Dave Naylor made a tweet last week observing the difference shown by his new geo-location tool using backlinks pointing to his domain from Majestic and Google. We actually missed this tweet but were kindly pointed to by our friends at Wordtracker. It is very nice to be referred to as “majestic“, but at the same time it is a bit hard to catch such tweets when there is no SEO word around it.

Before we looked into specifics we wanted to check if the top 50 domains that Google show are also present in our list of 7,541 known referring root domains with backlinks pointing to Dave’s site. It turns out that 43 out of 45 (that’s over 95%!) of the root domains in Google’s top list are also in the list of backlinks that we have for his site. This means that even though they may not have made it into the top 50 domains ranked by number of backlinks, we actually had backlinks found from them in our data set!

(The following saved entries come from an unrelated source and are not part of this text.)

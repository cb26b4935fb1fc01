//! The page driver seam.
//!
//! [`PageDriver`] is the narrow surface the runner needs from a browser
//! page: navigate, emulate a viewport, read the title, probe a locator,
//! click, screenshot, close. The real implementation lives in
//! [`crate::browser`] behind the `browser` feature; [`MockPage`] provides a
//! scriptable in-memory site so the runner and wait logic are unit-testable
//! without a chromium binary.

use crate::dom::ElementSnapshot;
use crate::locator::Locator;
use crate::result::{E2eError, E2eResult};
use async_trait::async_trait;
use serde::{Deserialize, Serialize};
use std::collections::HashMap;

/// Simulated browser window dimensions
#[derive(Debug, Clone, Copy, PartialEq, Eq, Serialize, Deserialize)]
pub struct Viewport {
    /// Width in pixels
    pub width: u32,
    /// Height in pixels
    pub height: u32,
}

impl Viewport {
    /// Create a viewport
    #[must_use]
    pub const fn new(width: u32, height: u32) -> Self {
        Self { width, height }
    }

    /// iPhone 5/SE class devices
    pub const EXTRA_SMALL: Self = Self::new(320, 568);

    /// iPhone SE class devices
    pub const MOBILE: Self = Self::new(375, 667);

    /// iPad class devices
    pub const TABLET: Self = Self::new(768, 1024);

    /// Default desktop window
    pub const DESKTOP: Self = Self::new(1280, 800);

    /// Whether mobile device emulation should be enabled at this size
    #[must_use]
    pub const fn is_mobile(&self) -> bool {
        self.width < 800
    }
}

impl std::fmt::Display for Viewport {
    fn fmt(&self, f: &mut std::fmt::Formatter<'_>) -> std::fmt::Result {
        write!(f, "{}x{}", self.width, self.height)
    }
}

/// Abstract driver for a single page context
#[async_trait]
pub trait PageDriver: Send {
    /// Navigate to a URL and wait for the load event
    async fn goto(&mut self, url: &str) -> E2eResult<()>;

    /// Override the viewport dimensions
    async fn set_viewport(&mut self, viewport: Viewport) -> E2eResult<()>;

    /// Get the document title
    async fn title(&self) -> E2eResult<String>;

    /// Resolve a locator against the live DOM
    async fn probe(&self, locator: &Locator) -> E2eResult<ElementSnapshot>;

    /// Click the first element the locator resolves to
    async fn click(&mut self, locator: &Locator) -> E2eResult<()>;

    /// Capture a PNG screenshot of the page
    async fn screenshot(&self) -> E2eResult<Vec<u8>>;

    /// Tear down the page context
    async fn close(&mut self) -> E2eResult<()>;
}

/// A source of fresh page contexts, one per test case
#[async_trait]
pub trait BrowserSession: Send + Sync {
    /// The page type this session produces
    type Page: PageDriver;

    /// Open a fresh page context
    async fn new_page(&self) -> E2eResult<Self::Page>;
}

// ============================================================================
// Mock implementation
// ============================================================================

/// One routable page of a [`MockPage`] site
#[derive(Debug, Clone, Default)]
pub struct MockRoute {
    /// Document title served for this route
    pub title: String,
    elements: HashMap<String, ElementSnapshot>,
    click_effects: HashMap<String, Vec<(String, ElementSnapshot)>>,
}

impl MockRoute {
    /// Create a route with a title
    #[must_use]
    pub fn new(title: impl Into<String>) -> Self {
        Self {
            title: title.into(),
            ..Self::default()
        }
    }

    /// Add an element snapshot, keyed by the locator's `describe()` string
    #[must_use]
    pub fn with_element(mut self, locator: impl Into<String>, snapshot: ElementSnapshot) -> Self {
        self.elements.insert(locator.into(), snapshot);
        self
    }

    /// When `clicked` is clicked, replace `target`'s snapshot
    #[must_use]
    pub fn with_click_effect(
        mut self,
        clicked: impl Into<String>,
        target: impl Into<String>,
        snapshot: ElementSnapshot,
    ) -> Self {
        self.click_effects
            .entry(clicked.into())
            .or_default()
            .push((target.into(), snapshot));
        self
    }
}

/// Scriptable page for unit testing the runner and wait logic.
///
/// Routes are keyed by path; a `goto` selects the route whose path the URL
/// ends with. Probes look up snapshots by the locator's `describe()` string,
/// and clicks apply any registered effects, which is enough to model the
/// donate-modal class toggle.
#[derive(Debug, Default)]
pub struct MockPage {
    routes: HashMap<String, MockRoute>,
    current: Option<String>,
    /// Last viewport override applied
    pub viewport: Option<Viewport>,
    /// Ordered record of driver calls, for verification
    pub call_history: Vec<String>,
    /// PNG bytes returned by `screenshot`
    pub screenshot_data: Vec<u8>,
    closed: bool,
}

impl MockPage {
    /// Create an empty mock page
    #[must_use]
    pub fn new() -> Self {
        Self::default()
    }

    /// Register a route under a path like `/contact.html`
    #[must_use]
    pub fn with_route(mut self, path: impl Into<String>, route: MockRoute) -> Self {
        self.routes.insert(path.into(), route);
        self
    }

    /// Whether `close` was called
    #[must_use]
    pub const fn is_closed(&self) -> bool {
        self.closed
    }

    /// Whether a driver method was called (prefix match on history entries)
    #[must_use]
    pub fn was_called(&self, method: &str) -> bool {
        self.call_history.iter().any(|c| c.starts_with(method))
    }

    fn current_route(&self) -> E2eResult<&MockRoute> {
        self.current
            .as_ref()
            .and_then(|path| self.routes.get(path))
            .ok_or_else(|| E2eError::Page {
                message: "no route loaded".to_string(),
            })
    }
}

#[async_trait]
impl PageDriver for MockPage {
    async fn goto(&mut self, url: &str) -> E2eResult<()> {
        self.call_history.push(format!("goto:{url}"));
        let path = self
            .routes
            .keys()
            .find(|path| url.ends_with(path.as_str()))
            .cloned();
        match path {
            Some(path) => {
                self.current = Some(path);
                Ok(())
            }
            None => Err(E2eError::Navigation {
                url: url.to_string(),
                message: "no mock route".to_string(),
            }),
        }
    }

    async fn set_viewport(&mut self, viewport: Viewport) -> E2eResult<()> {
        self.call_history.push(format!("viewport:{viewport}"));
        self.viewport = Some(viewport);
        Ok(())
    }

    async fn title(&self) -> E2eResult<String> {
        Ok(self.current_route()?.title.clone())
    }

    async fn probe(&self, locator: &Locator) -> E2eResult<ElementSnapshot> {
        let route = self.current_route()?;
        Ok(route
            .elements
            .get(&locator.describe())
            .cloned()
            .unwrap_or_else(ElementSnapshot::empty))
    }

    async fn click(&mut self, locator: &Locator) -> E2eResult<()> {
        let key = locator.describe();
        self.call_history.push(format!("click:{key}"));
        let current = self.current.clone().ok_or_else(|| E2eError::Page {
            message: "no route loaded".to_string(),
        })?;
        let route = self.routes.get_mut(&current).ok_or_else(|| E2eError::Page {
            message: "no route loaded".to_string(),
        })?;
        if !route.elements.contains_key(&key) {
            return Err(E2eError::LocatorNotFound { selector: key });
        }
        if let Some(effects) = route.click_effects.get(&key).cloned() {
            for (target, snapshot) in effects {
                route.elements.insert(target, snapshot);
            }
        }
        Ok(())
    }

    async fn screenshot(&self) -> E2eResult<Vec<u8>> {
        Ok(self.screenshot_data.clone())
    }

    async fn close(&mut self) -> E2eResult<()> {
        self.call_history.push("close".to_string());
        self.closed = true;
        Ok(())
    }
}

/// Session producing [`MockPage`]s from a builder closure
pub struct MockSession<F>
where
    F: Fn() -> MockPage + Send + Sync,
{
    build: F,
}

impl<F> MockSession<F>
where
    F: Fn() -> MockPage + Send + Sync,
{
    /// Create a session; `build` is invoked once per case
    pub const fn new(build: F) -> Self {
        Self { build }
    }
}

impl<F> std::fmt::Debug for MockSession<F>
where
    F: Fn() -> MockPage + Send + Sync,
{
    fn fmt(&self, f: &mut std::fmt::Formatter<'_>) -> std::fmt::Result {
        f.debug_struct("MockSession").finish_non_exhaustive()
    }
}

#[async_trait]
impl<F> BrowserSession for MockSession<F>
where
    F: Fn() -> MockPage + Send + Sync,
{
    type Page = MockPage;

    async fn new_page(&self) -> E2eResult<Self::Page> {
        Ok((self.build)())
    }
}
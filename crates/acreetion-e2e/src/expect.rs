//! Expectations evaluated against element snapshots.
//!
//! Evaluation is pure: an [`Expectation`] inspects an
//! [`ElementSnapshot`] and yields a [`CheckOutcome`]. The wait loop in
//! [`crate::wait`] re-probes until the outcome is a pass or the budget runs
//! out, then converts the final outcome into the matching error variant so
//! reports distinguish missing elements, unmet conditions, and wrong values.

use crate::dom::ElementSnapshot;
use crate::result::E2eError;

/// A property expected to hold for the elements a locator resolves to
#[derive(Debug, Clone, PartialEq, Eq)]
pub enum Expectation {
    /// First match is rendered (non-empty box, not hidden)
    Visible,
    /// First match's text content contains the substring
    ContainsText(String),
    /// First match's `class` attribute contains the token
    HasClass(String),
    /// First match's `class` attribute does not contain the token
    LacksClass(String),
    /// First match has the attribute with exactly this value
    AttrEquals {
        /// Attribute name
        name: String,
        /// Expected value
        value: String,
    },
    /// First match's attribute value contains the substring
    AttrContains {
        /// Attribute name
        name: String,
        /// Substring the value must contain
        value: String,
    },
    /// The selector matches at least this many elements
    CountAtLeast(u64),
}

/// Outcome of evaluating one expectation against one snapshot
#[derive(Debug, Clone, PartialEq, Eq)]
pub enum CheckOutcome {
    /// The expectation holds
    Pass,
    /// The selector matched nothing, but the expectation needs an element
    NotFound,
    /// Element present but the condition has not been reached yet; becomes a
    /// timeout if it never passes
    Pending {
        /// Description of the awaited condition
        condition: String,
    },
    /// Element present with a definite wrong value
    Mismatch {
        /// What the check wanted
        expected: String,
        /// What the page actually had
        actual: String,
    },
}

impl CheckOutcome {
    /// Whether the expectation held
    #[must_use]
    pub const fn is_pass(&self) -> bool {
        matches!(self, Self::Pass)
    }

    /// Convert a final (post-timeout) outcome into the error a report sees.
    ///
    /// Returns `None` for a pass.
    #[must_use]
    pub fn into_failure(self, selector: &str, budget_ms: u64) -> Option<E2eError> {
        match self {
            Self::Pass => None,
            Self::NotFound => Some(E2eError::LocatorNotFound {
                selector: selector.to_string(),
            }),
            Self::Pending { condition } => Some(E2eError::Timeout {
                ms: budget_ms,
                condition: format!("{selector} to {condition}"),
            }),
            Self::Mismatch { expected, actual } => Some(E2eError::Mismatch { expected, actual }),
        }
    }
}

impl Expectation {
    /// Check the expectation against a snapshot
    #[must_use]
    pub fn check(&self, snapshot: &ElementSnapshot) -> CheckOutcome {
        match self {
            Self::CountAtLeast(min) => {
                if snapshot.count >= *min {
                    CheckOutcome::Pass
                } else if snapshot.count == 0 {
                    CheckOutcome::NotFound
                } else {
                    CheckOutcome::Mismatch {
                        expected: format!("at least {min} matches"),
                        actual: format!("{} matches", snapshot.count),
                    }
                }
            }
            _ => match &snapshot.first {
                None => CheckOutcome::NotFound,
                Some(first) => self.check_first(first),
            },
        }
    }

    fn check_first(&self, first: &crate::dom::ElementState) -> CheckOutcome {
        match self {
            Self::Visible => {
                if first.visible {
                    CheckOutcome::Pass
                } else {
                    // Not a value mismatch: the element may still be rendering
                    CheckOutcome::Pending {
                        condition: "be visible".to_string(),
                    }
                }
            }
            Self::ContainsText(needle) => {
                if first.text.contains(needle) {
                    CheckOutcome::Pass
                } else {
                    CheckOutcome::Mismatch {
                        expected: format!("text containing {needle:?}"),
                        actual: format!("text {:?}", truncate(&first.text, 120)),
                    }
                }
            }
            Self::HasClass(token) => {
                if first.has_class(token) {
                    CheckOutcome::Pass
                } else {
                    CheckOutcome::Mismatch {
                        expected: format!("class containing token {token:?}"),
                        actual: format!("class {:?}", first.attr("class").unwrap_or("")),
                    }
                }
            }
            Self::LacksClass(token) => {
                if first.has_class(token) {
                    CheckOutcome::Mismatch {
                        expected: format!("class without token {token:?}"),
                        actual: format!("class {:?}", first.attr("class").unwrap_or("")),
                    }
                } else {
                    CheckOutcome::Pass
                }
            }
            Self::AttrEquals { name, value } => match first.attr(name) {
                Some(actual) if actual == value => CheckOutcome::Pass,
                actual => CheckOutcome::Mismatch {
                    expected: format!("{name}={value:?}"),
                    actual: format!("{name}={:?}", actual.unwrap_or("<absent>")),
                },
            },
            Self::AttrContains { name, value } => match first.attr(name) {
                Some(actual) if actual.contains(value.as_str()) => CheckOutcome::Pass,
                actual => CheckOutcome::Mismatch {
                    expected: format!("{name} containing {value:?}"),
                    actual: format!("{name}={:?}", actual.unwrap_or("<absent>")),
                },
            },
            Self::CountAtLeast(_) => unreachable!("handled in check()"),
        }
    }

    /// Short description of what the expectation wants, for log lines
    #[must_use]
    pub fn describe(&self) -> String {
        match self {
            Self::Visible => "be visible".to_string(),
            Self::ContainsText(text) => format!("contain text {text:?}"),
            Self::HasClass(token) => format!("have class {token:?}"),
            Self::LacksClass(token) => format!("not have class {token:?}"),
            Self::AttrEquals { name, value } => format!("have {name}={value:?}"),
            Self::AttrContains { name, value } => format!("have {name} containing {value:?}"),
            Self::CountAtLeast(min) => format!("match at least {min} elements"),
        }
    }
}

fn truncate(text: &str, max: usize) -> &str {
    match text.char_indices().nth(max) {
        Some((idx, _)) => &text[..idx],
        None => text,
    }
}

#[cfg(test)]
mod tests {
    use super::*;
    use crate::dom::ElementState;

    fn visible_link() -> ElementSnapshot {
        ElementSnapshot::of(
            1,
            ElementState::visible()
                .with_text("Root Community")
                .with_attr("rel", "noopener noreferrer")
                .with_attr("target", "_blank")
                .with_attr("class", "sidebar-link external"),
        )
    }

    mod visibility {
        use super::*;

        #[test]
        fn test_visible_passes() {
            assert!(Expectation::Visible.check(&visible_link()).is_pass());
        }

        #[test]
        fn test_hidden_is_pending_not_mismatch() {
            let snap = ElementSnapshot::of(1, ElementState::new());
            match Expectation::Visible.check(&snap) {
                CheckOutcome::Pending { condition } => assert_eq!(condition, "be visible"),
                other => panic!("expected pending, got {other:?}"),
            }
        }

        #[test]
        fn test_missing_is_not_found() {
            let outcome = Expectation::Visible.check(&ElementSnapshot::empty());
            assert_eq!(outcome, CheckOutcome::NotFound);
        }
    }

    mod text_and_attrs {
        use super::*;

        #[test]
        fn test_contains_text() {
            let check = Expectation::ContainsText("Root".to_string());
            assert!(check.check(&visible_link()).is_pass());
        }

        #[test]
        fn test_text_mismatch_reports_actual() {
            let check = Expectation::ContainsText("Donate".to_string());
            match check.check(&visible_link()) {
                CheckOutcome::Mismatch { expected, actual } => {
                    assert!(expected.contains("Donate"));
                    assert!(actual.contains("Root Community"));
                }
                other => panic!("expected mismatch, got {other:?}"),
            }
        }

        #[test]
        fn test_attr_equals() {
            let check = Expectation::AttrEquals {
                name: "target".to_string(),
                value: "_blank".to_string(),
            };
            assert!(check.check(&visible_link()).is_pass());
        }

        #[test]
        fn test_attr_contains_superset_value() {
            let check = Expectation::AttrContains {
                name: "rel".to_string(),
                value: "noopener".to_string(),
            };
            assert!(check.check(&visible_link()).is_pass());
        }

        #[test]
        fn test_absent_attr_is_mismatch_with_marker() {
            let check = Expectation::AttrContains {
                name: "rel".to_string(),
                value: "noopener".to_string(),
            };
            let snap = ElementSnapshot::of(1, ElementState::visible());
            match check.check(&snap) {
                CheckOutcome::Mismatch { actual, .. } => assert!(actual.contains("<absent>")),
                other => panic!("expected mismatch, got {other:?}"),
            }
        }
    }

    mod classes {
        use super::*;

        #[test]
        fn test_has_class_token() {
            let check = Expectation::HasClass("external".to_string());
            assert!(check.check(&visible_link()).is_pass());
        }

        #[test]
        fn test_lacks_class_after_modal_close() {
            let closed = ElementSnapshot::of(1, ElementState::new().with_attr("class", "modal"));
            let check = Expectation::LacksClass("visible".to_string());
            assert!(check.check(&closed).is_pass());

            let open =
                ElementSnapshot::of(1, ElementState::new().with_attr("class", "modal visible"));
            assert!(!check.check(&open).is_pass());
        }
    }

    mod counts {
        use super::*;

        #[test]
        fn test_count_at_least() {
            let snap = ElementSnapshot::of(5, ElementState::visible());
            assert!(Expectation::CountAtLeast(5).check(&snap).is_pass());
            assert!(Expectation::CountAtLeast(1).check(&snap).is_pass());
        }

        #[test]
        fn test_count_below_minimum_is_mismatch() {
            let snap = ElementSnapshot::of(3, ElementState::visible());
            match Expectation::CountAtLeast(5).check(&snap) {
                CheckOutcome::Mismatch { expected, actual } => {
                    assert!(expected.contains('5'));
                    assert!(actual.contains('3'));
                }
                other => panic!("expected mismatch, got {other:?}"),
            }
        }

        #[test]
        fn test_zero_matches_is_not_found() {
            let outcome = Expectation::CountAtLeast(2).check(&ElementSnapshot::empty());
            assert_eq!(outcome, CheckOutcome::NotFound);
        }
    }

    mod failure_conversion {
        use super::*;

        #[test]
        fn test_not_found_becomes_locator_error() {
            let err = CheckOutcome::NotFound
                .into_failure(".contact-form", 5000)
                .unwrap();
            assert_eq!(err.kind(), "locator-not-found");
            assert!(err.to_string().contains(".contact-form"));
        }

        #[test]
        fn test_pending_becomes_timeout() {
            let err = CheckOutcome::Pending {
                condition: "be visible".to_string(),
            }
            .into_failure(".logo-img", 5000)
            .unwrap();
            assert_eq!(err.kind(), "timeout");
            assert!(err.to_string().contains("5000ms"));
            assert!(err.to_string().contains(".logo-img to be visible"));
        }

        #[test]
        fn test_pass_has_no_failure() {
            assert!(CheckOutcome::Pass.into_failure("x", 100).is_none());
        }
    }
}
//! Result and error types for the suite.
//!
//! The failure taxonomy keeps the three assertion outcomes distinct so a
//! report can tell a missing element from a slow page from a wrong value:
//!
//! - [`E2eError::LocatorNotFound`] - selector matched nothing
//! - [`E2eError::Timeout`] - condition never reached within the wait budget
//! - [`E2eError::Mismatch`] - element found, value wrong (actual vs expected)
//!
//! Everything else is infrastructure: those errors abort the whole run
//! instead of failing a single case.

use thiserror::Error;

/// Result type for suite operations
pub type E2eResult<T> = Result<T, E2eError>;

/// Errors that can occur while driving the browser or evaluating checks
#[derive(Debug, Error)]
pub enum E2eError {
    /// Browser executable not found
    #[error("Browser not found. Install Chromium or set E2E_CHROMIUM_PATH")]
    BrowserNotFound,

    /// Browser launch error
    #[error("Failed to launch browser: {message}")]
    BrowserLaunch {
        /// Error message
        message: String,
    },

    /// Page creation error
    #[error("Failed to open page: {message}")]
    Page {
        /// Error message
        message: String,
    },

    /// Navigation error
    #[error("Navigation to {url} failed: {message}")]
    Navigation {
        /// URL that failed
        url: String,
        /// Error message
        message: String,
    },

    /// Script evaluation error
    #[error("Script evaluation failed: {message}")]
    Eval {
        /// Error message
        message: String,
    },

    /// Viewport emulation error
    #[error("Viewport emulation failed: {message}")]
    Viewport {
        /// Error message
        message: String,
    },

    /// Screenshot capture error
    #[error("Screenshot failed: {message}")]
    Screenshot {
        /// Error message
        message: String,
    },

    /// Selector resolved to zero elements when at least one was expected
    #[error("No element matched selector {selector}")]
    LocatorNotFound {
        /// The selector that matched nothing
        selector: String,
    },

    /// Expected condition not reached within the allotted wait
    #[error("Timed out after {ms}ms waiting for {condition}")]
    Timeout {
        /// Wait budget in milliseconds
        ms: u64,
        /// Human-readable condition description
        condition: String,
    },

    /// Element found but its value does not satisfy the expectation
    #[error("Expected {expected}, got {actual}")]
    Mismatch {
        /// What the check wanted
        expected: String,
        /// What the page actually had
        actual: String,
    },

    /// Invalid title pattern
    #[error("Invalid pattern {pattern:?}: {message}")]
    Pattern {
        /// The regex pattern that failed to compile
        pattern: String,
        /// Error message
        message: String,
    },

    /// I/O error
    #[error("I/O error: {0}")]
    Io(#[from] std::io::Error),

    /// JSON error
    #[error("JSON error: {0}")]
    Json(#[from] serde_json::Error),
}

impl E2eError {
    /// Short machine-readable kind, used in reports to classify failures.
    #[must_use]
    pub const fn kind(&self) -> &'static str {
        match self {
            Self::BrowserNotFound => "browser-not-found",
            Self::BrowserLaunch { .. } => "browser-launch",
            Self::Page { .. } => "page",
            Self::Navigation { .. } => "navigation",
            Self::Eval { .. } => "eval",
            Self::Viewport { .. } => "viewport",
            Self::Screenshot { .. } => "screenshot",
            Self::LocatorNotFound { .. } => "locator-not-found",
            Self::Timeout { .. } => "timeout",
            Self::Mismatch { .. } => "mismatch",
            Self::Pattern { .. } => "pattern",
            Self::Io(_) => "io",
            Self::Json(_) => "json",
        }
    }

    /// Whether this error should abort the whole run rather than fail one case.
    ///
    /// Only a failure to launch the browser is fatal; everything else is
    /// local to the case that observed it.
    #[must_use]
    pub const fn is_fatal(&self) -> bool {
        matches!(self, Self::BrowserNotFound | Self::BrowserLaunch { .. })
    }
}
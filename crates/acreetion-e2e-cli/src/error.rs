//! Error types for the CLI

use thiserror::Error;

/// Result type for CLI operations
pub type CliResult<T> = Result<T, CliError>;

/// Errors that can occur in the CLI
#[derive(Debug, Error)]
pub enum CliError {
    /// Configuration error
    #[error("Configuration error: {message}")]
    Config {
        /// Error message
        message: String,
    },

    /// Invalid argument
    #[error("Invalid argument: {message}")]
    InvalidArgument {
        /// Error message
        message: String,
    },

    /// Suite error
    #[error("{0}")]
    Suite(#[from] acreetion_e2e::E2eError),

    /// IO error
    #[error("I/O error: {0}")]
    Io(#[from] std::io::Error),

    /// JSON error
    #[error("JSON error: {0}")]
    Json(#[from] serde_json::Error),
}
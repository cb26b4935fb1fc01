//! CLI for the AcreetionOS website end-to-end suite.
//!
//! ```bash
//! acreetion-e2e --base-url http://localhost:8080
//! acreetion-e2e --filter modal --fail-fast
//! acreetion-e2e --json report.json --screenshot-dir shots/
//! ```
//!
//! Exits non-zero if any case fails.

use clap::Parser;
use console::style;
use std::path::PathBuf;
use std::process::ExitCode;
use std::time::Duration;

use acreetion_e2e::{suite, CaseSpec, SuiteConfig, SuiteReport, TestStatus, Viewport};

mod error;

use error::{CliError, CliResult};

/// End-to-end checks for the AcreetionOS website
#[derive(Debug, Parser)]
#[command(name = "acreetion-e2e", version, about)]
struct Cli {
    /// Base URL of the running site
    #[arg(long, env = "E2E_BASE_URL", default_value = "http://localhost:8080")]
    base_url: String,

    /// Number of cases to run in parallel
    #[arg(long, default_value_t = 4)]
    workers: usize,

    /// Per-assertion wait budget in milliseconds
    #[arg(long, default_value_t = 5_000)]
    timeout_ms: u64,

    /// Default viewport as WIDTHxHEIGHT, for cases without their own
    #[arg(long, value_parser = parse_viewport)]
    viewport: Option<Viewport>,

    /// Run the browser with a visible window
    #[arg(long)]
    headful: bool,

    /// Disable the chromium sandbox (containers/CI)
    #[arg(long)]
    no_sandbox: bool,

    /// Stop at the first failing case
    #[arg(long)]
    fail_fast: bool,

    /// Only run cases whose name contains this substring
    #[arg(long)]
    filter: Option<String>,

    /// Write the report as JSON to this path
    #[arg(long)]
    json: Option<PathBuf>,

    /// Capture failure screenshots into this directory
    #[arg(long)]
    screenshot_dir: Option<PathBuf>,

    /// Path to a chromium binary
    #[arg(long, env = "E2E_CHROMIUM_PATH")]
    chromium: Option<String>,

    /// Suppress per-case output
    #[arg(short, long)]
    quiet: bool,
}

#[tokio::main]
async fn main() -> ExitCode {
    tracing_subscriber::fmt()
        .with_env_filter(
            tracing_subscriber::EnvFilter::try_from_default_env()
                .unwrap_or_else(|_| tracing_subscriber::EnvFilter::new("warn")),
        )
        .with_writer(std::io::stderr)
        .init();

    match run().await {
        Ok(all_passed) => {
            if all_passed {
                ExitCode::SUCCESS
            } else {
                ExitCode::FAILURE
            }
        }
        Err(e) => {
            eprintln!("{} {e}", style("error:").red().bold());
            ExitCode::FAILURE
        }
    }
}

async fn run() -> CliResult<bool> {
    let cli = Cli::parse();
    let config = build_config(&cli);
    let cases = select_cases(cli.filter.as_deref())?;

    if !cli.quiet {
        println!(
            "Running {} case(s) against {}",
            cases.len(),
            style(&config.base_url).cyan()
        );
    }

    let report = execute(config, cases).await?;

    if !cli.quiet {
        print_report(&report);
    }
    if let Some(path) = &cli.json {
        std::fs::write(path, serde_json::to_string_pretty(&report)?)?;
    }

    Ok(report.all_passed())
}

#[cfg(feature = "browser")]
async fn execute(config: SuiteConfig, cases: Vec<CaseSpec>) -> CliResult<SuiteReport> {
    Ok(acreetion_e2e::run_site_suite(config, cases).await?)
}

#[cfg(not(feature = "browser"))]
async fn execute(_config: SuiteConfig, _cases: Vec<CaseSpec>) -> CliResult<SuiteReport> {
    Err(CliError::Config {
        message: "browser support not compiled in; rebuild with --features browser".to_string(),
    })
}

fn build_config(cli: &Cli) -> SuiteConfig {
    let mut config = SuiteConfig::new()
        .with_base_url(cli.base_url.clone())
        .with_headless(!cli.headful)
        .with_workers(cli.workers)
        .with_assertion_timeout(Duration::from_millis(cli.timeout_ms));
    if let Some(viewport) = cli.viewport {
        config = config.with_viewport(viewport);
    }
    if cli.no_sandbox {
        config = config.with_no_sandbox();
    }
    if cli.fail_fast {
        config = config.with_fail_fast();
    }
    if let Some(dir) = &cli.screenshot_dir {
        config = config.with_screenshot_dir(dir);
    }
    if let Some(path) = &cli.chromium {
        config = config.with_chromium_path(path);
    }
    config
}

fn parse_viewport(s: &str) -> Result<Viewport, String> {
    let (w, h) = s
        .split_once(['x', 'X'])
        .ok_or_else(|| format!("expected WIDTHxHEIGHT (e.g. 1280x800), got {s:?}"))?;
    let width = w.trim().parse().map_err(|_| format!("invalid width {w:?}"))?;
    let height = h.trim().parse().map_err(|_| format!("invalid height {h:?}"))?;
    Ok(Viewport::new(width, height))
}

fn select_cases(filter: Option<&str>) -> CliResult<Vec<CaseSpec>> {
    let mut cases = suite::cases();
    if let Some(needle) = filter {
        cases.retain(|c| c.name.contains(needle));
        if cases.is_empty() {
            return Err(CliError::InvalidArgument {
                message: format!("no case name contains {needle:?}"),
            });
        }
    }
    Ok(cases)
}

fn print_report(report: &SuiteReport) {
    for result in &report.results {
        match result.status {
            TestStatus::Passed => println!(
                "  {} {} ({}ms)",
                style("PASS").green().bold(),
                result.name,
                result.duration.as_millis()
            ),
            TestStatus::Failed => {
                println!(
                    "  {} {} ({}ms)",
                    style("FAIL").red().bold(),
                    result.name,
                    result.duration.as_millis()
                );
                if let Some(error) = &result.error {
                    println!("       {error}");
                }
                if let Some(shot) = &result.screenshot {
                    println!("       screenshot: {}", shot.display());
                }
            }
            TestStatus::Skipped => {
                println!("  {} {}", style("SKIP").yellow(), result.name);
            }
        }
    }
    let totals = format!(
        "{} passed, {} failed, {} skipped in {}ms",
        report.passed_count(),
        report.failed_count(),
        report.skipped_count(),
        report.duration.as_millis()
    );
    if report.all_passed() {
        println!("{}", style(totals).green());
    } else {
        println!("{}", style(totals).red());
    }
}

Did it surprise you to learn that we’ve matched 95%+ of Google’s top referring domains? You should not be, as we’ve been running this sort of index quality analysis comparisons since 2007, we only stopped doing it once we found that we were matching over 90% of referring domains from both Yahoo and Google. Since then our index has grown by 500%.

So why is Top 50 referring domains in our data is different from that of Google? Majestic database shows backlinks “as is”, or more precisely “as they were found” in our trillion URLs index. Some of the stranger domains in our Top 50 list included www.zippy.co.uk (50k backlinks) and adcentercommunity.com (42k), in the first instance majority of them were redirecting to Dave’s site and in the second case it was blog roll type of link present many pages. It is easy to exclude these domains from analysis on our site using the domain Analysis Options.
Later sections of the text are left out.